Drug addiction, particularly to opioids like morphine, remains a pressing global health issue. Curcumin, a natural flavonoid, holds promise for treating neurological disorders, yet faces challenges, such as poor solubility and limited bioavailability across the blood-brain barrier. Solid lipid nanoparticles offer a solution, facilitating drug delivery to the brain. Using the Box-Behnken design, nanoparticles were optimised, yielding particles sized 152 nm, with a polydispersity index of 0.254, and an encapsulation efficiency of 70.74%. These nanoparticles enhance curcumin concentration and retention in brain tissue.

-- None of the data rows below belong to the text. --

use std::ffi::CString;
use std::rc::Rc;

use ash::vk;
use itertools::Itertools;

use crate::basic::color::LabelColor;
use crate::commands::barrier::GfxImageBarrier;
use crate::commands::command_pool::GfxCommandPool;
use crate::commands::command_queue::GfxQueue;
use crate::commands::fence::GfxFence;
use crate::commands::submit_info::GfxSubmitInfo;
use crate::error::{GfxResult, VkResultExt};
use crate::foundation::debug_messenger::DebugType;
use crate::foundation::device::GfxDevice;

/// 命令缓冲封装
///
/// # 使用示例
/// ```ignore
/// let cmd = GfxCommandBuffer::new(device, &pool, "frame-0")?;
/// cmd.begin(vk::CommandBufferUsageFlags::ONE_TIME_SUBMIT, "frame-0")?;
/// cmd.cmd_bind_pipeline(vk::PipelineBindPoint::GRAPHICS, pipeline);
/// // 绘制命令...
/// cmd.end()?;
/// ```
#[derive(Clone)]
pub struct GfxCommandBuffer {
    vk_handle: vk::CommandBuffer,
    command_pool_handle: vk::CommandPool,

    device: Rc<GfxDevice>,
}
// new & init
impl GfxCommandBuffer {
    pub fn new(device: Rc<GfxDevice>, command_pool: &GfxCommandPool, debug_name: &str) -> GfxResult<Self> {
        let info = vk::CommandBufferAllocateInfo::default()
            .command_pool(command_pool.handle())
            .level(vk::CommandBufferLevel::PRIMARY)
            .command_buffer_count(1);

        let command_buffers = unsafe { device.allocate_command_buffers(&info) }.vk_err("vkAllocateCommandBuffers")?;
        let cmd_buffer = GfxCommandBuffer {
            vk_handle: command_buffers[0],
            command_pool_handle: command_pool.handle(),
            device,
        };
        cmd_buffer.device.set_debug_name(&cmd_buffer, debug_name);
        Ok(cmd_buffer)
    }

    /// 录制一个一次性的 command buffer，提交之后阻塞等待 GPU 执行完成
    ///
    /// 用于资源上传等场景
    pub fn one_time_exec<F, R>(
        device: Rc<GfxDevice>,
        command_pool: &GfxCommandPool,
        queue: &GfxQueue,
        func: F,
        name: &str,
    ) -> GfxResult<R>
    where
        F: FnOnce(&GfxCommandBuffer) -> R,
    {
        let command_buffer = GfxCommandBuffer::new(device.clone(), command_pool, name)?;
        let fence = GfxFence::new(device, false, name)?;

        let result = (|| {
            command_buffer.begin(vk::CommandBufferUsageFlags::ONE_TIME_SUBMIT, name)?;
            let result = func(&command_buffer);
            command_buffer.end()?;

            queue.submit(&[GfxSubmitInfo::new(std::slice::from_ref(&command_buffer))], Some(&fence))?;
            fence.wait()?;
            Ok(result)
        })();

        fence.destroy();
        command_buffer.free();
        result
    }
}
// basic 命令
impl GfxCommandBuffer {
    /// 开始录制 command
    ///
    /// 自动设置 debug label
    #[inline]
    pub fn begin(&self, usage_flag: vk::CommandBufferUsageFlags, debug_label_name: &str) -> GfxResult<()> {
        unsafe {
            self.device.begin_command_buffer(self.vk_handle, &vk::CommandBufferBeginInfo::default().flags(usage_flag))
        }
        .vk_err("vkBeginCommandBuffer")?;
        self.begin_label(debug_label_name, LabelColor::COLOR_CMD);
        Ok(())
    }

    /// 结束录制 command
    ///
    /// 结束 debug label
    #[inline]
    pub fn end(&self) -> GfxResult<()> {
        self.end_label();
        unsafe { self.device.end_command_buffer(self.vk_handle) }.vk_err("vkEndCommandBuffer")
    }

    /// 需要 command pool 带有 RESET_COMMAND_BUFFER flag
    #[inline]
    pub fn reset(&self) -> GfxResult<()> {
        unsafe { self.device.reset_command_buffer(self.vk_handle, vk::CommandBufferResetFlags::empty()) }
            .vk_err("vkResetCommandBuffer")
    }

    /// 释放 command buffer，之后不能再被使用
    pub fn free(self) {
        unsafe {
            self.device.free_command_buffers(self.command_pool_handle, std::slice::from_ref(&self.vk_handle));
        }
    }
}
// getters
impl GfxCommandBuffer {
    #[inline]
    pub fn vk_handle(&self) -> vk::CommandBuffer {
        self.vk_handle
    }

    #[inline]
    pub fn device(&self) -> &Rc<GfxDevice> {
        &self.device
    }
}
// 数据传输类型
impl GfxCommandBuffer {
    /// - command type: action
    /// - supported queue types: transfer, graphics, compute
    #[inline]
    pub fn cmd_copy_buffer_to_image(&self, copy_info: &vk::CopyBufferToImageInfo2) {
        unsafe { self.device.cmd_copy_buffer_to_image2(self.vk_handle, copy_info) }
    }

    /// - command type: state
    /// - supported queue types: graphics, compute
    #[inline]
    pub fn cmd_push_constants(
        &self,
        pipeline_layout: vk::PipelineLayout,
        stage: vk::ShaderStageFlags,
        offset: u32,
        data: &[u8],
    ) {
        unsafe {
            self.device.cmd_push_constants(self.vk_handle, pipeline_layout, stage, offset, data);
        }
    }
}
// 绘制类型的命令
impl GfxCommandBuffer {
    /// - command type: action, state
    /// - supported queue types: graphics
    #[inline]
    pub fn cmd_begin_render_pass(&self, begin_info: &vk::RenderPassBeginInfo) {
        unsafe {
            self.device.cmd_begin_render_pass(self.vk_handle, begin_info, vk::SubpassContents::INLINE);
        }
    }

    /// - command type: action, state
    /// - supported queue types: graphics
    #[inline]
    pub fn cmd_end_render_pass(&self) {
        unsafe {
            self.device.cmd_end_render_pass(self.vk_handle);
        }
    }

    /// - command type: action
    /// - supported queue types: graphics
    #[inline]
    pub fn draw_indexed(
        &self,
        index_cnt: u32,
        first_index: u32,
        instance_cnt: u32,
        first_instance: u32,
        vertex_offset: i32,
    ) {
        unsafe {
            self.device.cmd_draw_indexed(
                self.vk_handle,
                index_cnt,
                instance_cnt,
                first_index,
                vertex_offset,
                first_instance,
            );
        }
    }

    /// - command type: action
    /// - supported queue types: graphics
    ///
    /// 不使用 index buffer 的绘制
    #[inline]
    pub fn cmd_draw(&self, vertex_count: u32, instance_count: u32, first_vertex: u32, first_instance: u32) {
        unsafe {
            self.device.cmd_draw(self.vk_handle, vertex_count, instance_count, first_vertex, first_instance);
        }
    }

    /// - command type: state
    /// - supported queue types: graphics, compute
    #[inline]
    pub fn bind_descriptor_sets(
        &self,
        bind_point: vk::PipelineBindPoint,
        pipeline_layout: vk::PipelineLayout,
        first_set: u32,
        descriptor_sets: &[vk::DescriptorSet],
    ) {
        unsafe {
            self.device.cmd_bind_descriptor_sets(
                self.vk_handle,
                bind_point,
                pipeline_layout,
                first_set,
                descriptor_sets,
                &[],
            );
        }
    }

    /// - command type: state
    /// - supported queue types: graphics, compute
    #[inline]
    pub fn cmd_bind_pipeline(&self, bind_point: vk::PipelineBindPoint, pipeline: vk::Pipeline) {
        unsafe {
            self.device.cmd_bind_pipeline(self.vk_handle, bind_point, pipeline);
        }
    }

    /// buffers 每个 vertex buffer 以及 offset
    /// - command type: state
    /// - supported queue types: graphics
    #[inline]
    pub fn cmd_bind_vertex_buffers(&self, first_bind: u32, buffers: &[vk::Buffer], offsets: &[vk::DeviceSize]) {
        unsafe {
            self.device.cmd_bind_vertex_buffers(self.vk_handle, first_bind, buffers, offsets);
        }
    }

    /// - command type: state
    /// - supported queue types: graphics
    #[inline]
    pub fn cmd_bind_index_buffer(&self, buffer: vk::Buffer, offset: vk::DeviceSize, index_type: vk::IndexType) {
        unsafe {
            self.device.cmd_bind_index_buffer(self.vk_handle, buffer, offset, index_type);
        }
    }

    /// - command type: state
    /// - supported queue types: graphics
    #[inline]
    pub fn cmd_set_viewport(&self, first_viewport: u32, viewports: &[vk::Viewport]) {
        unsafe {
            self.device.cmd_set_viewport(self.vk_handle, first_viewport, viewports);
        }
    }

    /// - command type: state
    /// - supported queue types: graphics
    #[inline]
    pub fn cmd_set_scissor(&self, first_scissor: u32, scissors: &[vk::Rect2D]) {
        unsafe {
            self.device.cmd_set_scissor(self.vk_handle, first_scissor, scissors);
        }
    }
}
// 同步相关命令
impl GfxCommandBuffer {
    /// - command type: synchronize
    /// - supported queue types: graphics, compute, transfer
    #[inline]
    pub fn image_memory_barrier(&self, dependency_flags: vk::DependencyFlags, barriers: &[GfxImageBarrier]) {
        let barriers = barriers.iter().map(|b| *b.inner()).collect_vec();
        let dependency_info =
            vk::DependencyInfo::default().image_memory_barriers(&barriers).dependency_flags(dependency_flags);
        unsafe {
            self.device.cmd_pipeline_barrier2(self.vk_handle, &dependency_info);
        }
    }
}
// debug 相关命令
impl GfxCommandBuffer {
    /// - command type: state, action
    /// - supported queue type: graphics, compute
    #[inline]
    pub fn begin_label(&self, label_name: &str, label_color: glam::Vec4) {
        let Some(debug_utils) = &self.device.debug_utils else {
            return;
        };
        let name = CString::new(label_name).unwrap_or_default();
        unsafe {
            debug_utils.cmd_begin_debug_utils_label(
                self.vk_handle,
                &vk::DebugUtilsLabelEXT::default().label_name(name.as_c_str()).color(label_color.into()),
            );
        }
    }

    /// - command type: state, action
    /// - supported queue type: graphics, compute
    #[inline]
    pub fn end_label(&self) {
        let Some(debug_utils) = &self.device.debug_utils else {
            return;
        };
        unsafe {
            debug_utils.cmd_end_debug_utils_label(self.vk_handle);
        }
    }
}
impl DebugType for GfxCommandBuffer {
    fn debug_type_name() -> &'static str {
        "GfxCommandBuffer"
    }

    fn vk_handle(&self) -> impl vk::Handle {
        self.vk_handle
    }
}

Behavioural experiments using the conditioned place preference (CPP) test confirmed curcumin's impact on morphine addiction and its modulation of c-Fos gene expression. Pharmacological network analysis identified potential mechanisms of action, highlighting common targets in calcium and serotonin pathways. Docking simulations showed curcumin's affinity for proteins like 5HT1A, MAO-A, and TRPV1, relevant to addiction pathways. This research underscores the potential of curcumin-loaded solid lipid nanoparticles as a therapeutic approach for combating opioid addiction and neurological disorders.